One of the best things about working in higher education is the community of smart people sharing information on how to solve very hard problems without huge resources. Now, along comes this magazine trying to get us to compete on our security score, which is being put out there by a company that seems to be selling security scores.
I, for one, refuse to be manipulated into this reality TV-like competition.
I see these ridiculous shows on TV (I guess I really am getting old) and I wonder what the entertainment value is in turning everything into a competition. One of the things I have learned is that in order for a fight to be fair, you need to make sure that the two sides are evenly matched.
Computer security is, at best, a street fight with the bad guys having a huge advantage. I think that if we have any hope in holding our own, never mind winning, we all need to work together, pool our knowledge and make sure that we are all working toward the same goal.
I am not saying that a little friendly competition is a bad thing, but I don’t really see the value in splashy headlines making it look like we are trying to compete.

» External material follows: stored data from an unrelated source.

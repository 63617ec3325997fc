//! Printing a reveal's timeline without waiting for it.

use std::io::{self, Write};
use unveil_runtime::{RevealEvent, TimedEvent};

/// Write `events` as a JSON array
pub fn write_json<W: Write>(mut out: W, events: &[TimedEvent]) -> io::Result<()> {
    serde_json::to_writer_pretty(&mut out, events)?;
    writeln!(out)
}

/// Write `events` as a text table, one event per row, plus a summary
pub fn write_text<W: Write>(mut out: W, events: &[TimedEvent]) -> io::Result<()> {
    for timed in events {
        let offset = timed.at.as_secs_f64() * 1_000.0;
        match &timed.event {
            RevealEvent::Revealed { cursor, state } => writeln!(
                out,
                "{offset:>10.3}  revealed      {:<8} {}",
                cursor.to_string(),
                state.get(cursor.line).unwrap_or_default()
            )?,
            RevealEvent::LineStarted { line } => {
                writeln!(out, "{offset:>10.3}  line_started  {line}")?;
            }
            RevealEvent::Completed => writeln!(out, "{offset:>10.3}  completed")?,
            RevealEvent::Cancelled => writeln!(out, "{offset:>10.3}  cancelled")?,
        }
    }

    let total = events.last().map_or(0.0, |e| e.at.as_secs_f64() * 1_000.0);
    writeln!(out, "{} events over {total:.3} ms", events.len())
}

#[cfg(test)]
mod tests {
    use super::*;
    use std::time::Duration;
    use unveil_core::{LineSet, Timing};
    use unveil_runtime::RevealSequencer;

    fn timeline(lines: &[&str]) -> Vec<TimedEvent> {
        let timing = Timing::new(Duration::from_millis(10), Duration::from_millis(50));
        RevealSequencer::new(LineSet::new(lines.iter().copied()), timing).timeline()
    }

    #[test]
    fn test_text_plan() {
        let mut out = Vec::new();
        write_text(&mut out, &timeline(&["ab", "c"])).unwrap();
        let text = String::from_utf8(out).unwrap();
        let rows: Vec<&str> = text.lines().collect();

        assert_eq!(rows.len(), 6);
        assert_eq!(rows[0].trim_end(), "    10.000  revealed      0:1      a");
        assert_eq!(rows[1].trim_end(), "    20.000  revealed      0:2      ab");
        assert_eq!(rows[2], "    70.000  line_started  1");
        assert_eq!(rows[4], "   130.000  completed");
        assert_eq!(rows[5], "5 events over 130.000 ms");
    }

    #[test]
    fn test_text_plan_empty() {
        let mut out = Vec::new();
        write_text(&mut out, &[]).unwrap();
        assert_eq!(String::from_utf8(out).unwrap(), "0 events over 0.000 ms\n");
    }

    #[test]
    fn test_json_plan() {
        let mut out = Vec::new();
        write_json(&mut out, &timeline(&["a"])).unwrap();
        let value: serde_json::Value = serde_json::from_slice(&out).unwrap();
        let events = value.as_array().unwrap();

        assert_eq!(events.len(), 2);
        assert_eq!(events[0]["event"], "revealed");
        assert_eq!(events[0]["offset_ms"], 10.0);
        assert_eq!(events[0]["state"], serde_json::json!(["a"]));
        assert_eq!(events[1]["event"], "completed");
        assert_eq!(events[1]["offset_ms"], 60.0);
    }
}
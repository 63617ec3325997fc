//! UNVEIL TUI
//!
//! Terminal rendering of a reveal: a code card with a blinking cursor,
//! redrawn from the latest snapshot of a running sequencer.

#![warn(missing_docs)]
#![warn(clippy::all)]

pub mod args;
pub mod blink;
pub mod cursor;
pub mod demo;
pub mod input;
pub mod layout;
pub mod renderer;
pub mod source;
pub mod ui;
pub mod view;

pub use args::RevealArgs;
pub use blink::BlinkClock;
pub use cursor::CursorStyle;
pub use input::{Action, InputError, InputHandler, Keymap};
pub use layout::{CalculatedLayout, Layout};
pub use renderer::{BorderStyle, RenderConfig, RenderError, Renderer};
pub use source::{LineSource, base_config, load_config, read_lines};
pub use ui::{TuiApp, TuiConfig, TuiError};
pub use view::{CodeCardView, Palette, StatusView, Theme, View, ViewStyle};
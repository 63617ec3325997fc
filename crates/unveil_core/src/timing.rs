//! Timing for reveals.
//!
//! Delays are plain `std::time::Duration`s. Construction from milliseconds
//! never fails: negative and non-finite inputs become zero, and values past
//! the range of `Duration` saturate.

use crate::lines::LineSet;
use std::time::Duration;

/// Convert a millisecond value into a delay, clamping into range
#[must_use]
pub fn clamp_millis(ms: f64) -> Duration {
    if !ms.is_finite() || ms <= 0.0 {
        return Duration::ZERO;
    }
    let secs = (ms / 1_000.0).floor();
    if secs >= u64::MAX as f64 {
        return Duration::MAX;
    }
    // Whole milliseconds stay exact; fractions round to the nearest nanosecond
    let nanos = ((ms - secs * 1_000.0) * 1_000_000.0).round() as u64;
    Duration::from_secs(secs as u64).saturating_add(Duration::from_nanos(nanos))
}

/// Per-unit delay and inter-line pause
#[derive(Debug, Clone, Copy, PartialEq, Eq, Hash)]
pub struct Timing {
    /// Delay before each reveal unit
    pub char_delay: Duration,
    /// Pause after a line is fully revealed
    pub line_delay: Duration,
}

impl Timing {
    /// Default per-unit delay in milliseconds
    pub const DEFAULT_CHAR_DELAY_MS: u64 = 25;

    /// Default inter-line pause in milliseconds
    pub const DEFAULT_LINE_DELAY_MS: u64 = 500;

    /// Create timing from durations
    #[must_use]
    pub const fn new(char_delay: Duration, line_delay: Duration) -> Self {
        Self {
            char_delay,
            line_delay,
        }
    }

    /// Create timing from milliseconds, clamping invalid values to zero
    #[must_use]
    pub fn from_millis(char_delay_ms: f64, line_delay_ms: f64) -> Self {
        Self::new(clamp_millis(char_delay_ms), clamp_millis(line_delay_ms))
    }

    /// No delays at all
    #[must_use]
    pub const fn zero() -> Self {
        Self::new(Duration::ZERO, Duration::ZERO)
    }

    /// Longest a full reveal of `lines` can take
    ///
    /// Sum over lines of `units * char_delay + line_delay`.
    #[must_use]
    pub fn upper_bound(&self, lines: &LineSet) -> Duration {
        (0..lines.len()).fold(Duration::ZERO, |total, index| {
            let units = u32::try_from(lines.unit_count(index)).unwrap_or(u32::MAX);
            total
                .saturating_add(self.char_delay.saturating_mul(units))
                .saturating_add(self.line_delay)
        })
    }
}

impl Default for Timing {
    fn default() -> Self {
        Self::new(
            Duration::from_millis(Self::DEFAULT_CHAR_DELAY_MS),
            Duration::from_millis(Self::DEFAULT_LINE_DELAY_MS),
        )
    }
}

impl std::fmt::Display for Timing {
    fn fmt(&self, f: &mut std::fmt::Formatter<'_>) -> std::fmt::Result {
        write!(
            f,
            "{}ms/unit, {}ms/line",
            self.char_delay.as_millis(),
            self.line_delay.as_millis()
        )
    }
}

I have this crazy idea that the good guys should be working together to pool our collective knowledge resources to try and make a dent in what appears to be a losing battle.
Our biggest problem is that we (security people) need to be right 100 percent of the time and the bad guys only need to be right once. I don’t like the odds, and I bet that none of the good guys reading this like them either.
One of the things that I believe is essential for any good security program is metrics – if you are not keeping track of how you are doing, it is not really possible to improve.
I think that if you really want to compete with someone, you should be spending the time and resources to build a security metrics program that will allow you to compete with yourself – see if you can improve your statistics over time. To me, this would be a big win.
I do see how stopping a few additional bad guys would not garner additional views and advertising revenue for an online magazine, but the reality is, that is not what I am getting paid to do. Besides, how many of you actually believe that the best way to find a mate is to go on TV?